Unlike the archcapitalist O’Malley, Pearl was an idealist with a leftist bent.

“I feel this music and culture, and I’m really stupid about money,” he said. “But I’m perfectly happy living on next to nothing. I am. I’m very easily satisfied.”

The son of Russian Jewish immigrants, he grew up with three siblings in the culturally mixed area of East Los Angeles between Boyle Heights and Lincoln Heights.

He played football at Roosevelt High but was always fascinated by the arts and culture. He became a music fan when a girlfriend took him to see Pete Seeger and Paul Robeson at a Unitarian church. While a student at UCLA, he joined the school’s folk and dance club, and when some members of Carmen Amaya’s flamenco troupe were in town, Pearl took the plunge and presented them at the Jazz Concert Hall on Crenshaw Boulevard.

After a few more shows, club owners were asking him to book their places, but he didn’t feel comfortable in the typical nightclub. So he looked for one of his own.

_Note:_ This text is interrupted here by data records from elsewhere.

impl<'p> SymbolicExecutor<'p> {
    #[must_use]
    pub fn new(program: &'p Program, box_db: HashMap<BoxId, TreeAut>, config: ExecConfig) -> Self {
        Self {
            program,
            box_db,
            engine: FixpointEngine::new(),
            loop_configs: HashMap::new(),
            config,
            worklist: Vec::new(),
        }
    }

    #[must_use]
    pub fn tracked_loop_heads(&self) -> usize {
        self.engine.tracked_loop_heads()
    }

    /// Seeds the worklist with one initial state and runs to exhaustion,
    /// returning the outcome of every path that did not silently close.
    pub fn run(&mut self, entry_pc: usize, initial: ForestAutomaton) -> Vec<PathOutcome> {
        self.worklist.push(ExecState::new(entry_pc, initial));
        let mut outcomes = Vec::new();
        // `pop` off the back: the most recently pushed successor is
        // explored first, the DFS worklist order `spec.md` §5 requires.
        while let Some(state) = self.worklist.pop() {
            outcomes.extend(self.step(state));
        }
        outcomes
    }

    fn step(&mut self, mut state: ExecState) -> Vec<PathOutcome> {
        let Some(instr) = self.program.instr(state.pc).cloned() else {
            return vec![PathOutcome::Closed];
        };
        let loc = self.program.loc(state.pc);
        if let Some(loc) = loc {
            state.path.push(loc);
        }

        if self.config.check_garbage_every_step {
            if let Err(e) = garbage_check(&state.fae) {
                return self.handle_program_error(state, e, loc);
            }
        }

        match instr {
            Instr::Alloc { dst, size } => {
                self.exec_alloc(&mut state, dst, size);
                state.pc += 1;
                self.worklist.push(state);
            }
            Instr::Free { src } => match self.exec_free(&mut state, src) {
                Ok(()) => {
                    state.pc += 1;
                    self.worklist.push(state);
                }
                Err(e) => return self.handle_program_error(state, e, loc),
            },
            Instr::Load { dst, src, offset } => match self.exec_load(&mut state, dst, src, offset) {
                Ok(()) => {
                    state.pc += 1;
                    self.worklist.push(state);
                }
                Err(e) => return self.handle_program_error(state, e, loc),
            },
            Instr::Store { dst, offset, value } => match self.exec_store(&mut state, dst, offset, value) {
                Ok(()) => {
                    state.pc += 1;
                    self.worklist.push(state);
                }
                Err(e) => return self.handle_program_error(state, e, loc),
            },
            Instr::PtrPlus { dst, src, offset } => match self.exec_ptr_plus(&mut state, dst, src, offset) {
                Ok(()) => {
                    state.pc += 1;
                    self.worklist.push(state);
                }
                Err(e) => return self.handle_program_error(state, e, loc),
            },
            Instr::LoadImmediate { dst, value } => {
                state.fae.bind_var(dst, value);
                state.pc += 1;
                self.worklist.push(state);
            }
            Instr::BinOp { dst, op, lhs, rhs } => {
                exec_binop(&mut state, dst, op, lhs, rhs);
                state.pc += 1;
                self.worklist.push(state);
            }
            Instr::Cmp { dst, op, lhs, rhs } => {
                exec_cmp(&mut state, dst, op, lhs, rhs);
                state.pc += 1;
                self.worklist.push(state);
            }
            Instr::Br {
                cond,
                then_target,
                else_target,
            } => self.exec_br(state, cond, then_target, else_target),
            Instr::Jmp { target } => {
                state.pc = target as usize;
                self.worklist.push(state);
            }
            Instr::Call { dst, func, args } => match self.exec_call(&mut state, dst, func, &args) {
                Ok(()) => self.worklist.push(state),
                Err(e) => return self.handle_program_error(state, e, loc),
            },
            Instr::Ret { value } => {
                exec_ret(&mut state, value);
                self.worklist.push(state);
            }
            Instr::Assert { cond } => match exec_assert(&state, cond) {
                Ok(()) => {
                    state.pc += 1;
                    self.worklist.push(state);
                }
                Err(e) => return self.handle_program_error(state, e, loc),
            },
            Instr::Fixpoint { loop_id } => return self.exec_fixpoint(state, loop_id),
            Instr::Plot { .. } => {
                state.pc += 1;
                self.worklist.push(state);
            }
        }
        Vec::new()
    }

    fn exec_alloc(&mut self, state: &mut ExecState, dst: u32, size: Offset) {
        let sel = SelData::new(0, size, 0);
        let leaf_label = state.fae.labels_mut().intern(Label::Data(Data::Undef, DataId(0)));
        let mut ta = TreeAut::new();
        let leaf = ta.fresh_state();
        ta.add_transition(vec![], leaf_label, leaf);
        let node_label = state
            .fae
            .labels_mut()
            .intern(Label::Node(vec![(0, AbstractBox::Selector(sel))]));
        let root_state = ta.fresh_state();
        ta.add_transition(vec![leaf], node_label, root_state);
        ta.add_final(root_state);

        let root = if let Some(reused) = state.recycler.reclaim() {
            state.fae.set_root(reused, ta);
            reused
        } else {
            state.fae.alloc_root(ta)
        };
        state.recycler.record_size(root, size);
        state.fae.bind_var(dst, Data::Ref { root, displ: 0 });
    }

    fn exec_free(&mut self, state: &mut ExecState, src: u32) -> Result<(), ProgramError> {
        let Some(Data::Ref { root, displ }) = state.fae.var(src).cloned() else {
            return Err(ProgramError::InvalidDereference);
        };
        if displ != 0 {
            return Err(ProgramError::InteriorFree);
        }
        if state.fae.root(root).is_none() {
            return Err(ProgramError::InvalidDereference);
        }
        state.fae.free_position(root);
        state.recycler.release(root);
        Ok(())
    }

    fn exec_load(&mut self, state: &mut ExecState, dst: u32, src: u32, offset: Offset) -> Result<(), ProgramError> {
        let (root, target_offset) = resolve_target(state, src, offset)?;
        let ta = state.fae.root(root).ok_or(ProgramError::InvalidDereference)?;
        let value = read_selector(ta, state.fae.labels(), target_offset).ok_or(ProgramError::InvalidDereference)?;
        state.fae.bind_var(dst, value);
        Ok(())
    }

    fn exec_store(&mut self, state: &mut ExecState, dst: u32, offset: Offset, value: u32) -> Result<(), ProgramError> {
        let (root, target_offset) = resolve_target(state, dst, offset)?;
        let new_value = state.fae.var(value).cloned().unwrap_or(Data::Undef);
        let ta = state.fae.root(root).ok_or(ProgramError::InvalidDereference)?.clone();
        let final_state = *ta.final_states().iter().next().ok_or(ProgramError::InvalidDereference)?;

        let mut accepting = None;
        for t in ta.transitions_with_rhs(final_state) {
            if let Label::Node(items) = state.fae.labels().get(t.label) {
                if let Some(idx) = items.iter().position(|(o, _)| *o == target_offset) {
                    accepting = Some((t.clone(), idx));
                    break;
                }
            }
        }
        let Some((accepting_t, child_index)) = accepting else {
            return Err(ProgramError::InvalidDereference);
        };

        let new_leaf_label = state.fae.labels_mut().intern(Label::Data(new_value, DataId(0)));
        let mut out = TreeAut::new();
        let new_leaf_state = out.fresh_state();
        out.add_transition(vec![], new_leaf_label, new_leaf_state);
        let mut new_lhs = accepting_t.lhs.clone();
        new_lhs[child_index] = new_leaf_state;
        out.add_transition(new_lhs, accepting_t.label, accepting_t.rhs);

        for t in ta.transitions() {
            if *t != accepting_t {
                out.add_transition(t.lhs.clone(), t.label, t.rhs);
            }
        }
        for f in ta.final_states() {
            out.add_final(*f);
        }
        let reduced = reduce::useless_and_unreachable_free(&out);
        state.fae.set_root(root, reduced);
        Ok(())
    }

    fn exec_ptr_plus(&mut self, state: &mut ExecState, dst: u32, src: u32, offset: i32) -> Result<(), ProgramError> {
        let Some(Data::Ref { root, displ }) = state.fae.var(src).cloned() else {
            return Err(ProgramError::InvalidDereference);
        };
        let new_displ = displ + offset;
        if let Some(size) = state.recycler.size_of(root) {
            if new_displ < 0 || new_displ as u32 >= size {
                return Err(ProgramError::BlockSizeMismatch);
            }
        }
        state.fae.bind_var(dst, Data::Ref { root, displ: new_displ });
        Ok(())
    }

    fn exec_br(&mut self, mut state: ExecState, cond: u32, then_target: u32, else_target: u32) {
        match state.fae.var(cond).cloned() {
            Some(Data::Bool(true)) => {
                state.pc = then_target as usize;
                self.worklist.push(state);
            }
            Some(Data::Bool(false)) => {
                state.pc = else_target as usize;
                self.worklist.push(state);
            }
            _ => {
                // The condition did not resolve concretely (abstracted
                // away, or never assigned): both branches are feasible,
                // explored in a fixed order (`spec.md` §5).
                let mut then_state = state.clone();
                then_state.fae.bind_var(cond, Data::Bool(true));
                then_state.pc = then_target as usize;
                let mut else_state = state;
                else_state.fae.bind_var(cond, Data::Bool(false));
                else_state.pc = else_target as usize;
                self.worklist.push(then_state);
                self.worklist.push(else_state);
            }
        }
    }

    fn exec_call(&mut self, state: &mut ExecState, dst: Option<u32>, func: u32, args: &[u32]) -> Result<(), ProgramError> {
        let Some(function) = self.program.function(func) else {
            return Err(ProgramError::InvalidDereference);
        };
        let frame_ta = build_frame_ta(&function.ctx, state.fae.labels_mut());
        let frame_root = state.fae.alloc_root(frame_ta);
        let saved_frame = state.fae.var(FRAME_PTR).cloned();

        for i in 0..function.ctx.arg_count().min(args.len()) {
            if let Some(VarLocation::Register(reg)) = function.ctx.var_location(i as u32) {
                let value = state.fae.var(args[i]).cloned().unwrap_or(Data::Undef);
                state.fae.bind_var(reg, value);
            }
        }

        state.call_stack.push(CallFrame {
            return_pc: state.pc + 1,
            dst,
            saved_frame,
            frame_root,
        });
        state.fae.bind_var(
            FRAME_PTR,
            Data::Ref {
                root: frame_root,
                displ: 0,
            },
        );
        state.pc = function.entry;
        Ok(())
    }

    fn exec_fixpoint(&mut self, mut state: ExecState, loop_id: u32) -> Vec<PathOutcome> {
        let before = state.fae.clone();
        let config = self
            .loop_configs
            .entry(loop_id)
            .or_insert_with(FixpointConfig::from_env)
            .clone();
        let box_entries: Vec<(BoxId, TreeAut)> = self.box_db.iter().map(|(k, v)| (*k, v.clone())).collect();

        // Every live activation record's root belongs to exactly that
        // frame; `frame_root.index()` is already unique per call, so it
        // doubles as the frame id finite-height abstraction merges on.
        let frame_of: HashMap<RootIdx, u32> = state
            .call_stack
            .iter()
            .map(|frame| (frame.frame_root, frame.frame_root.index() as u32))
            .collect();
        let frame_of = |root: RootIdx| frame_of.get(&root).copied();

        match self.engine.process(loop_id, state.fae.clone(), &box_entries, &config, &frame_of) {
            FixpointOutcome::Closed => vec![PathOutcome::Closed],
            FixpointOutcome::Continue {
                fae,
                fold_log,
                normalization_log,
            } => {
                state.record_step(BackwardStep::new(before, normalization_log, fold_log));
                state.fae = fae;
                state.last_loop_head = Some(loop_id);
                state.pc += 1;
                self.worklist.push(state);
                Vec::new()
            }
        }
    }

    /// Handles a program error raised by `state`: runs the backward run
    /// over whatever trace `state` accumulated, and either reports the
    /// error as real or converts it into a refinement signal and restarts
    /// (`spec.md` §7).
    fn handle_program_error(&mut self, state: ExecState, error: ProgramError, loc: Option<SourceLoc>) -> Vec<PathOutcome> {
        if state.trace.is_empty() {
            let witness = thicket_witness::render_locs(&state.path).unwrap_or_default();
            return vec![PathOutcome::RealError { error, loc, pc: state.pc, witness }];
        }
        let witness = thicket_witness::render_locs(&state.path).unwrap_or_default();
        match backward_run(&state.trace, &self.box_db) {
            RefinementOutcome::RealError => vec![PathOutcome::RealError { error, loc, pc: state.pc, witness }],
            RefinementOutcome::Spurious { learned_predicates, .. } => {
                if let Some(loop_id) = state.last_loop_head {
                    self.engine.clear(loop_id);
                    let entry = self.loop_configs.entry(loop_id).or_insert_with(FixpointConfig::from_env);
                    match &mut entry.abstraction {
                        AbstractionChoice::Predicate(ps) => ps.extend(learned_predicates),
                        other => *other = AbstractionChoice::Predicate(learned_predicates),
                    }
                }
                // Restart from the first recorded snapshot with the
                // enriched predicate set now in place for its loop head.
                if let Some(first) = state.trace.steps().first() {
                    self.worklist.push(ExecState::new(0, first.fae_at_iteration.clone()));
                }
                Vec::new()
            }
        }
    }
}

He got a good deal on a 4,200-square-foot furniture factory on a then-desolate stretch of Melrose Avenue near Crescent Heights, now the site of the Improv comedy club. After raising $10,000 from family and friends, he opened the Ash Grove on July 11, 1958, with local folk singer Guy Carawan, Pearl’s guitar teacher Geronimo Villarino and blues singer Brownie McGhee.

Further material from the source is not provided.